▶ _Your assignment_:
How many of the lines in the data contain "format"? Give only the number.

▶ _Given data_:
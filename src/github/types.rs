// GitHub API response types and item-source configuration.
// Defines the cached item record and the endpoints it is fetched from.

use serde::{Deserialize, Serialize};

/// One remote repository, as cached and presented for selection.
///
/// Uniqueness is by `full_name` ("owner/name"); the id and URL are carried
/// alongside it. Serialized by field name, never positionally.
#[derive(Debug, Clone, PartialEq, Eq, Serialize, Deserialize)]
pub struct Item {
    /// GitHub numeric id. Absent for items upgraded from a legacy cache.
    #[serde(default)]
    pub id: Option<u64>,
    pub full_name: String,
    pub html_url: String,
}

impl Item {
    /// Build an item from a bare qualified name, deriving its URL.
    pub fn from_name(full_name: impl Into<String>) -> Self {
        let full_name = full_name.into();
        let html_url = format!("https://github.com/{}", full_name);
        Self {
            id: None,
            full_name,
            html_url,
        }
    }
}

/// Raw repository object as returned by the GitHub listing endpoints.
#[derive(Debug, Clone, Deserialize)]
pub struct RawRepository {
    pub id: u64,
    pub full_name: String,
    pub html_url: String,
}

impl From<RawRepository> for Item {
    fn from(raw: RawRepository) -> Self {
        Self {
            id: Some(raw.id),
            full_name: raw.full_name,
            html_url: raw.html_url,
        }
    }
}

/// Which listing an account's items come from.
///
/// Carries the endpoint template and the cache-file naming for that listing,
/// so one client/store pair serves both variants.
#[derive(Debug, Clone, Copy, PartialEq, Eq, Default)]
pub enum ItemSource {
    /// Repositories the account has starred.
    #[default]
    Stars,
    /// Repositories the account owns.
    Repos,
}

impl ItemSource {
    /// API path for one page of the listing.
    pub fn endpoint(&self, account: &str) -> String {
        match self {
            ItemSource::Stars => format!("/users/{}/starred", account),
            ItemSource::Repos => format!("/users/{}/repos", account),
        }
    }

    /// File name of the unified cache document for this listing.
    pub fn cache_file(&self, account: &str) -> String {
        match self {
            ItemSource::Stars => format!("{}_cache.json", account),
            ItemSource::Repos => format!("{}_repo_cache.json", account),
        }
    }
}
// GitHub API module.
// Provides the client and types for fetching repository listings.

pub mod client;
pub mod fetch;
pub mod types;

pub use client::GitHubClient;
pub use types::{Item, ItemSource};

...

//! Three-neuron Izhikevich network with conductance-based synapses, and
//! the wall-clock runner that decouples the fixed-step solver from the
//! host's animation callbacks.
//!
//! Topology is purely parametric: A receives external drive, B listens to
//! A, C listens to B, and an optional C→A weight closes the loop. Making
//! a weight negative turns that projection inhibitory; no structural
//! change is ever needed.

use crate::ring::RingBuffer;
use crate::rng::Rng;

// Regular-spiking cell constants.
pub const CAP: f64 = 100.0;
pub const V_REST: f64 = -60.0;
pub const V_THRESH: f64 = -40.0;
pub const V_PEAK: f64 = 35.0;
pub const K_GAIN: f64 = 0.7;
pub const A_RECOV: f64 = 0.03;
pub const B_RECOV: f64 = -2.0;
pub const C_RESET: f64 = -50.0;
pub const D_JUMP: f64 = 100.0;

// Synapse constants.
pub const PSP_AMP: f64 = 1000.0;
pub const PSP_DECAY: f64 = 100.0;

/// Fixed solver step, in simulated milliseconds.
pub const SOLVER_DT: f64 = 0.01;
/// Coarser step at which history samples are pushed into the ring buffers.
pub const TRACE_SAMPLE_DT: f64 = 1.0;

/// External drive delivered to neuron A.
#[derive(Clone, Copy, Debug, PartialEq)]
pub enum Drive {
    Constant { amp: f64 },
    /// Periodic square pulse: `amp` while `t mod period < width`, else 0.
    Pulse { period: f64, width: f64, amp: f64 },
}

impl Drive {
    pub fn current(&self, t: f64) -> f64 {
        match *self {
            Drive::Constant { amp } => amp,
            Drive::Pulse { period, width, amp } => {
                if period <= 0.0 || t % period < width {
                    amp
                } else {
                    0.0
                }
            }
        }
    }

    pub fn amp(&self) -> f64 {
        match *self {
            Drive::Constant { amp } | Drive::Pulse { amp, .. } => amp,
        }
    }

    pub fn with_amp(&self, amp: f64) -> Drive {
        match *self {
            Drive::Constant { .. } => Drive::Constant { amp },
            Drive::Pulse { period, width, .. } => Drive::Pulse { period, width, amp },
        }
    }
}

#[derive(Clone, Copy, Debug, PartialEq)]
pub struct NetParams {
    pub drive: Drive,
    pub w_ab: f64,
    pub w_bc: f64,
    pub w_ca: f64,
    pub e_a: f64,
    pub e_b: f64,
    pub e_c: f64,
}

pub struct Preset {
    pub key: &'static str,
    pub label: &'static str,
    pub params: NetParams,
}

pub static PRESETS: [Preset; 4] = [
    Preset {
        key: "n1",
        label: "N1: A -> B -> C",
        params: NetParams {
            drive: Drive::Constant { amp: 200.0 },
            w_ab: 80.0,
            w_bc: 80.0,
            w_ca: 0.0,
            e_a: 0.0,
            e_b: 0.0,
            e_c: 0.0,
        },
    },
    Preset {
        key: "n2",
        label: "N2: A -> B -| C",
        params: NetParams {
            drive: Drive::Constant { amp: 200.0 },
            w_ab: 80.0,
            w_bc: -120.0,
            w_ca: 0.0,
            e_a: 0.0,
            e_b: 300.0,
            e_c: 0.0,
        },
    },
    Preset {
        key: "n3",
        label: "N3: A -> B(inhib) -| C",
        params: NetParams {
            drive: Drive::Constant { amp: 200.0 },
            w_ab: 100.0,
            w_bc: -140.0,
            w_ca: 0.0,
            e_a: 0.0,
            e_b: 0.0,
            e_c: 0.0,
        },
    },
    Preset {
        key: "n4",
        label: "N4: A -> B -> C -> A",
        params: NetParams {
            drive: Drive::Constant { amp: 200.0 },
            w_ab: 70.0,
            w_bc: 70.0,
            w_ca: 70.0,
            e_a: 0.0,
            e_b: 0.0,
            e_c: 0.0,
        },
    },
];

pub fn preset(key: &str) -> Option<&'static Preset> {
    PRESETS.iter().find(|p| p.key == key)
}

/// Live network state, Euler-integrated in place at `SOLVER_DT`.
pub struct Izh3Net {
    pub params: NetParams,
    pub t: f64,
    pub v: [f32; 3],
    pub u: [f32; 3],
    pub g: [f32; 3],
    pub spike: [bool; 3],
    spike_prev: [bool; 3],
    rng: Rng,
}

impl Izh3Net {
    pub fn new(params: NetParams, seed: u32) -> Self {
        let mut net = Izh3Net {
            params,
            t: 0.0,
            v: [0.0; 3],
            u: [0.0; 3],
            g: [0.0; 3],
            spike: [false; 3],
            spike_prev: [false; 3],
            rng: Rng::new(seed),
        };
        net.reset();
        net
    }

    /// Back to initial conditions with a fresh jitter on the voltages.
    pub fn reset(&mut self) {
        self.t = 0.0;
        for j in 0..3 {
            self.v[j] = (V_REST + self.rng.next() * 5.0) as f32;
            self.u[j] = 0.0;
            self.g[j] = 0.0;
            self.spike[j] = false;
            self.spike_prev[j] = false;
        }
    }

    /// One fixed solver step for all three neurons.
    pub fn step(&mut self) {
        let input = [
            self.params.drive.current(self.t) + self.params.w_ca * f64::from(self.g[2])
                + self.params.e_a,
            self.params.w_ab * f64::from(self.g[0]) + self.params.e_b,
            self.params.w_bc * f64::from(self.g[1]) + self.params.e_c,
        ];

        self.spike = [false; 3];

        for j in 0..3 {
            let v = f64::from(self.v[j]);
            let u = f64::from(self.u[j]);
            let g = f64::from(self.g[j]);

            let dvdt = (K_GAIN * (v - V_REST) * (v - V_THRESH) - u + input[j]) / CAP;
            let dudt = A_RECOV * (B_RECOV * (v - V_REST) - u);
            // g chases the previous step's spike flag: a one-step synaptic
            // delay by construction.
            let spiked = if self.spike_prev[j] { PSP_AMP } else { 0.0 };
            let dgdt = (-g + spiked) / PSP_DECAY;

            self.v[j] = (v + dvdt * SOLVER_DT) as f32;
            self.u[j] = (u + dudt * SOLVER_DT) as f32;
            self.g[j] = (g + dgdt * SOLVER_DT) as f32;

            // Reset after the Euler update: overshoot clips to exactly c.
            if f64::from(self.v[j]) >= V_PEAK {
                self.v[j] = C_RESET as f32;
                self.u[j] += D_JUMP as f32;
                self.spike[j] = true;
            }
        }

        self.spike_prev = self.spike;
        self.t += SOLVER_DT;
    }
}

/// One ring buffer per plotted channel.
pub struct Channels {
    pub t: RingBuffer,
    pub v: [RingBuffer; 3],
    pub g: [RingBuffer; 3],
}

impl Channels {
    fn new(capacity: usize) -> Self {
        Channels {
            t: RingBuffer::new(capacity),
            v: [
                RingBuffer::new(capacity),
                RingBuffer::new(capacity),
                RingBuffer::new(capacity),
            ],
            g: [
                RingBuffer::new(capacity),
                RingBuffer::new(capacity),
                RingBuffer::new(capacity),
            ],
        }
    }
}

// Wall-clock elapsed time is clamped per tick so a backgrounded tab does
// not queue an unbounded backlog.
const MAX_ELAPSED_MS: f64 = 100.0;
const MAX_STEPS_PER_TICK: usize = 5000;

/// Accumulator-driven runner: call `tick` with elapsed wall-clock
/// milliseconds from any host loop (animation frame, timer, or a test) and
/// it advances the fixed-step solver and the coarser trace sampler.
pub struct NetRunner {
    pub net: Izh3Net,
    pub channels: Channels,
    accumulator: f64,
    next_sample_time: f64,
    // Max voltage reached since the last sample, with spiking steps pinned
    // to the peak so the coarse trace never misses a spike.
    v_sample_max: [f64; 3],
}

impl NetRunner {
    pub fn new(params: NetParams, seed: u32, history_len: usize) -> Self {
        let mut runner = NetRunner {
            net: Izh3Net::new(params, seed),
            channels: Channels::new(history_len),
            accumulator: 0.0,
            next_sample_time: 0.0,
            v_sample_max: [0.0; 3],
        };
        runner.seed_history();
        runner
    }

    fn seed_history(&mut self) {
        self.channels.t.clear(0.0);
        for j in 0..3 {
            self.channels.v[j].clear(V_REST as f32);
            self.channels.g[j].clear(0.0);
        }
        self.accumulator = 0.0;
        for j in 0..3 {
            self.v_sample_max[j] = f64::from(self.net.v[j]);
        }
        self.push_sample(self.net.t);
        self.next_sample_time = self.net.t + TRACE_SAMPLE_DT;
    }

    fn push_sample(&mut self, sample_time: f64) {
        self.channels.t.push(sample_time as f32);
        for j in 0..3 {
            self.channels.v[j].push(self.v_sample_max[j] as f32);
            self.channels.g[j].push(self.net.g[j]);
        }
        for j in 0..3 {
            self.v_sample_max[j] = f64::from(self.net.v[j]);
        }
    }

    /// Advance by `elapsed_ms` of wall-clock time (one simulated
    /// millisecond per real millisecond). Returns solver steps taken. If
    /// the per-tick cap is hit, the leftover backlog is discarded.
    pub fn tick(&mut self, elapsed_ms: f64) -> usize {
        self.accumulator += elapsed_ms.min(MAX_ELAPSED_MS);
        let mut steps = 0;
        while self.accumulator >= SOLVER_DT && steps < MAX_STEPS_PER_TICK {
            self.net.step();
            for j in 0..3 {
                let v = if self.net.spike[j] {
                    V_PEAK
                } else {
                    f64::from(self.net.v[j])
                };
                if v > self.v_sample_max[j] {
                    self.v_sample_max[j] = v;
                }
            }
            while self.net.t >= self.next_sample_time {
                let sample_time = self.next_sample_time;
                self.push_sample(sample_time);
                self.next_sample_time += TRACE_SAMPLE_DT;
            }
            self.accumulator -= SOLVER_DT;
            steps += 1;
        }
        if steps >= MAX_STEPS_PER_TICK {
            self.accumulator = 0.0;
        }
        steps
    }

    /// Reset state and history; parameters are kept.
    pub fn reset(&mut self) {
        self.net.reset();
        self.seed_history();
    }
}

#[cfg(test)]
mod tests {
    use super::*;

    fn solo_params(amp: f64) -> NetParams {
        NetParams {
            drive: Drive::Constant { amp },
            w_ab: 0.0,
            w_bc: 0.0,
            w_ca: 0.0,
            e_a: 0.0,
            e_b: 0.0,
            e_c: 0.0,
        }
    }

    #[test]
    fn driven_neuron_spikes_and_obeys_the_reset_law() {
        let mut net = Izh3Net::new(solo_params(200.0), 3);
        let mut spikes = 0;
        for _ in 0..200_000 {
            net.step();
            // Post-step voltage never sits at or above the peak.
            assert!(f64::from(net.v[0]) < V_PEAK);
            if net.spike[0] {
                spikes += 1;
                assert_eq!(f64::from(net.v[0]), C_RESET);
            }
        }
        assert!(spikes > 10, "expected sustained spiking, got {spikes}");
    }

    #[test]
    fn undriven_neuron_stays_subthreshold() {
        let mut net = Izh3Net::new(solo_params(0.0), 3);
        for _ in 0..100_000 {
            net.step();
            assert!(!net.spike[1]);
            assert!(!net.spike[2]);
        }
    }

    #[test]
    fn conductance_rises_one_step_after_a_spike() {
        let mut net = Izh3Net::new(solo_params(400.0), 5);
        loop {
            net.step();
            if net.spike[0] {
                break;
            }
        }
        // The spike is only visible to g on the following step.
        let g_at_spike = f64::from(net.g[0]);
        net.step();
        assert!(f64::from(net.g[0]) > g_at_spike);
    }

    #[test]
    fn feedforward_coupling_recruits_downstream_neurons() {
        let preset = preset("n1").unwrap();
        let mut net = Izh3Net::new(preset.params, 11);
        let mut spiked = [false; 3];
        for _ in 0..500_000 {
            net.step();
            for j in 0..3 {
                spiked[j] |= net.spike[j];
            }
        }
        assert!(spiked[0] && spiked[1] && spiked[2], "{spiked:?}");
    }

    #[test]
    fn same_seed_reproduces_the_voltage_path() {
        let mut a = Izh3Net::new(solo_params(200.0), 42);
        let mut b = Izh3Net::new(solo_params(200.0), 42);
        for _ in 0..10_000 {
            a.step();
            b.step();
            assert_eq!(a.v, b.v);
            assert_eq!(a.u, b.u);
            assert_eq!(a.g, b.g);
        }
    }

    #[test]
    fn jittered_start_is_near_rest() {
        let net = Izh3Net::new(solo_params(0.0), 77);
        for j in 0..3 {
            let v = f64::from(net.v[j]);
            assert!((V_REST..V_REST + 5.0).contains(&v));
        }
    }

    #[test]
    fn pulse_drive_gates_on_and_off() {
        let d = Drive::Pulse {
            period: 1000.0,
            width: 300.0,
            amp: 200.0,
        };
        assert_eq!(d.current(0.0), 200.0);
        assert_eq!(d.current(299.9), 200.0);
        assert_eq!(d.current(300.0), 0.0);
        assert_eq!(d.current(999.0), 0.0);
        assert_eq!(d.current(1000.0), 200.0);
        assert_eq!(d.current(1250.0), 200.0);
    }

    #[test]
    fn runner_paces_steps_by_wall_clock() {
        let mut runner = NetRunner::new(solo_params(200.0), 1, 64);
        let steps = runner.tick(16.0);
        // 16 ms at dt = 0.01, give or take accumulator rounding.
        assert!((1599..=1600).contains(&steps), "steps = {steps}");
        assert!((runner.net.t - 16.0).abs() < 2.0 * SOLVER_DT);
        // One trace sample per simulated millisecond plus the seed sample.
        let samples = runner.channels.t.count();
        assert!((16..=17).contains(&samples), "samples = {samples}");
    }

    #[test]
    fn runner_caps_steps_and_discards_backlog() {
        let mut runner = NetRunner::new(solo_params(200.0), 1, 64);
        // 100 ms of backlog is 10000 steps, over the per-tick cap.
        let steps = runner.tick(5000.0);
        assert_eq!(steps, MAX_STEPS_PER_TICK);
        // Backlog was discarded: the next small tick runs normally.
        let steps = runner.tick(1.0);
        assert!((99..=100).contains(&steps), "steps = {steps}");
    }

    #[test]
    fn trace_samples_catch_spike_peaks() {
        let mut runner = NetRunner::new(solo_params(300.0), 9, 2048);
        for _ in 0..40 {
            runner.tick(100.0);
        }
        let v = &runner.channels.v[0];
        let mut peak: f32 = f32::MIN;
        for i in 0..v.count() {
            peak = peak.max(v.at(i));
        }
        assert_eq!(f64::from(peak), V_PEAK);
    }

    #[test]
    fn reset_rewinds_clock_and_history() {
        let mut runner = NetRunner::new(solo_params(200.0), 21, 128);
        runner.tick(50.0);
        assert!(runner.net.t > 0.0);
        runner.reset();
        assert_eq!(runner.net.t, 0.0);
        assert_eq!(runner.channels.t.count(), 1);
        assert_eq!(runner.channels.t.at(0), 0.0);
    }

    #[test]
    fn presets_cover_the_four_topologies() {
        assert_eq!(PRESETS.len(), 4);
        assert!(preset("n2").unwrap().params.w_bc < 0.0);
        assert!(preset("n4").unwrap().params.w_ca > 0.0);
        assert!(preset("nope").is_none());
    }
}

▶ _Answer box_:
5